If you want my advice on how to become a better blockchain architect, I’d suggest you do the following:

  • Make sure you have a steady stream of projects coming in. Each project is a learning opportunity. Paying clients, open source collaborations and your own projects are all acceptable options. Try not to get stuck in 3 projects a year as it happened to me before.
  • Surround yourself with people that are more capable than you. If you are part of a team, or of many teams, you will be able to specialize on the architecture and to get a broader view of the world.
  • If you want to get nerdy, choose smart contract development over other technical skills. All skillsets are important, but for blockchain the smart contracts are the closest technological component to the business logic, and the most likely to be useful in closing the gap between business plans and technology opportunities.

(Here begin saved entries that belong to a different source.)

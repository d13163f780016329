//! 本地目录沙箱
//!
//! 每个沙箱是 root 下以 id 命名的目录，创建时从 templates_dir/<template> 复制初始内容；
//! 元数据（模板、创建时间、过期时间）存放在 root/.meta/<id>.json。
//! 路径校验沿用 SafeFs 的思路：拒绝 `..` 逃逸，绝对路径视为相对沙箱根。

use std::path::{Component, Path, PathBuf};
use std::process::Stdio;
use std::sync::Arc;
use std::time::Duration;

use async_trait::async_trait;
use chrono::{DateTime, Utc};
use serde::{Deserialize, Serialize};
use tokio::io::AsyncReadExt;
use tokio::process::Command;
use walkdir::WalkDir;

use crate::sandbox::{CommandBuffers, CommandOutput, Sandbox, SandboxError, SandboxProvider};

const META_DIR: &str = ".meta";

#[derive(Debug, Clone, Serialize, Deserialize)]
struct SandboxMeta {
    id: String,
    template: String,
    created_at: DateTime<Utc>,
    expires_at: Option<DateTime<Utc>>,
}

impl SandboxMeta {
    fn is_expired(&self) -> bool {
        self.expires_at.is_some_and(|t| t <= Utc::now())
    }
}

/// 本地沙箱提供方
#[derive(Debug, Clone)]
pub struct LocalSandboxProvider {
    root: PathBuf,
    templates_dir: PathBuf,
    host_template: String,
    command_timeout: Duration,
}

impl LocalSandboxProvider {
    pub fn new(root: impl AsRef<Path>, templates_dir: impl AsRef<Path>) -> Self {
        Self {
            root: root.as_ref().to_path_buf(),
            templates_dir: templates_dir.as_ref().to_path_buf(),
            host_template: "{port}-{id}.localhost".to_string(),
            command_timeout: Duration::from_secs(300),
        }
    }

    /// host 模板，支持 `{port}` 与 `{id}` 占位
    pub fn with_host_template(mut self, template: impl Into<String>) -> Self {
        self.host_template = template.into();
        self
    }

    pub fn with_command_timeout(mut self, timeout: Duration) -> Self {
        self.command_timeout = timeout;
        self
    }

    fn meta_path(&self, id: &str) -> PathBuf {
        self.root.join(META_DIR).join(format!("{id}.json"))
    }

    fn sandbox(&self, id: &str) -> LocalSandbox {
        LocalSandbox {
            id: id.to_string(),
            dir: self.root.join(id),
            meta_path: self.meta_path(id),
            host_template: self.host_template.clone(),
            command_timeout: self.command_timeout,
        }
    }

    /// 删除所有已过期的沙箱，返回删除数量
    pub async fn reap_expired(&self) -> Result<usize, SandboxError> {
        let meta_dir = self.root.join(META_DIR);
        if !meta_dir.exists() {
            return Ok(0);
        }
        let mut removed = 0;
        let mut entries = tokio::fs::read_dir(&meta_dir).await?;
        while let Some(entry) = entries.next_entry().await? {
            let meta = match read_meta(&entry.path()).await {
                Ok(m) => m,
                Err(e) => {
                    tracing::warn!(path = %entry.path().display(), error = %e, "skipping unreadable sandbox metadata");
                    continue;
                }
            };
            if meta.is_expired() {
                let dir = self.root.join(&meta.id);
                if dir.exists() {
                    tokio::fs::remove_dir_all(&dir).await?;
                }
                tokio::fs::remove_file(entry.path()).await?;
                tracing::info!(sandbox_id = %meta.id, "reaped expired sandbox");
                removed += 1;
            }
        }
        Ok(removed)
    }
}

fn is_plain_name(name: &str) -> bool {
    !name.is_empty()
        && name
            .chars()
            .all(|c| c.is_ascii_alphanumeric() || c == '-' || c == '_' || c == '.')
        && name != "."
        && name != ".."
}

async fn read_meta(path: &Path) -> Result<SandboxMeta, SandboxError> {
    let data = tokio::fs::read_to_string(path).await?;
    serde_json::from_str(&data).map_err(|e| SandboxError::Metadata(e.to_string()))
}

async fn write_meta(path: &Path, meta: &SandboxMeta) -> Result<(), SandboxError> {
    if let Some(parent) = path.parent() {
        tokio::fs::create_dir_all(parent).await?;
    }
    let data = serde_json::to_string_pretty(meta).map_err(|e| SandboxError::Metadata(e.to_string()))?;
    tokio::fs::write(path, data).await?;
    Ok(())
}

fn copy_dir(from: &Path, to: &Path) -> Result<(), SandboxError> {
    std::fs::create_dir_all(to)?;
    for entry in WalkDir::new(from).min_depth(1) {
        let entry = entry.map_err(|e| SandboxError::Io(std::io::Error::other(e.to_string())))?;
        let rel = entry
            .path()
            .strip_prefix(from)
            .map_err(|e| SandboxError::Io(std::io::Error::other(e.to_string())))?;
        let target = to.join(rel);
        if entry.file_type().is_dir() {
            std::fs::create_dir_all(&target)?;
        } else {
            std::fs::copy(entry.path(), &target)?;
        }
    }
    Ok(())
}

/// 把一块原始输出追加到 `pending` 并解码；末尾未完整的多字节字符留到下一块，非法字节替换为 U+FFFD
fn decode_chunk(pending: &mut Vec<u8>, chunk: &[u8]) -> String {
    pending.extend_from_slice(chunk);
    let split = pending.len() - incomplete_tail_len(pending);
    let text = String::from_utf8_lossy(&pending[..split]).into_owned();
    pending.drain(..split);
    text
}

fn incomplete_tail_len(bytes: &[u8]) -> usize {
    for back in 1..=bytes.len().min(3) {
        let b = bytes[bytes.len() - back];
        if b & 0xC0 == 0x80 {
            continue;
        }
        let needed = match b {
            0xF0..=0xFF => 4,
            0xE0..=0xEF => 3,
            0xC0..=0xDF => 2,
            _ => 1,
        };
        return if needed > back { back } else { 0 };
    }
    0
}

#[async_trait]
impl SandboxProvider for LocalSandboxProvider {
    async fn create(&self, template: &str) -> Result<Arc<dyn Sandbox>, SandboxError> {
        if !is_plain_name(template) {
            return Err(SandboxError::TemplateNotFound(template.to_string()));
        }
        let template_dir = self.templates_dir.join(template);
        if !template_dir.is_dir() {
            return Err(SandboxError::TemplateNotFound(template.to_string()));
        }

        let id = uuid::Uuid::new_v4().simple().to_string();
        let sandbox = self.sandbox(&id);
        let dir = sandbox.dir.clone();
        tokio::task::spawn_blocking(move || copy_dir(&template_dir, &dir))
            .await
            .map_err(|e| SandboxError::Io(std::io::Error::other(e.to_string())))??;

        let meta = SandboxMeta {
            id: id.clone(),
            template: template.to_string(),
            created_at: Utc::now(),
            expires_at: None,
        };
        write_meta(&sandbox.meta_path, &meta).await?;
        tracing::info!(sandbox_id = %id, template, "sandbox created");
        Ok(Arc::new(sandbox))
    }

    async fn connect(&self, id: &str) -> Result<Arc<dyn Sandbox>, SandboxError> {
        if !is_plain_name(id) {
            return Err(SandboxError::NotFound(id.to_string()));
        }
        let sandbox = self.sandbox(id);
        if !sandbox.dir.is_dir() || !sandbox.meta_path.exists() {
            return Err(SandboxError::NotFound(id.to_string()));
        }
        let meta = read_meta(&sandbox.meta_path).await?;
        if meta.is_expired() {
            return Err(SandboxError::Expired(id.to_string()));
        }
        Ok(Arc::new(sandbox))
    }
}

  • Try to make sense of things. I tried my hand at developing a Tokenomics Framework. I tried my hand at creating Design Patterns. Every day, try to find new ways of classifying information and the things that you do. A high level vision is key.
  • Write what you learn, whether anyone reads it or not. You need to be able to express yourself clearly in many different registries, depending on who your audience is. You need to feel comfortable having many pages of text to write.

It’s been a hell of a ride. Thanks for reading all this, and please feel free to comment and continue the conversation. I’m always happy to help.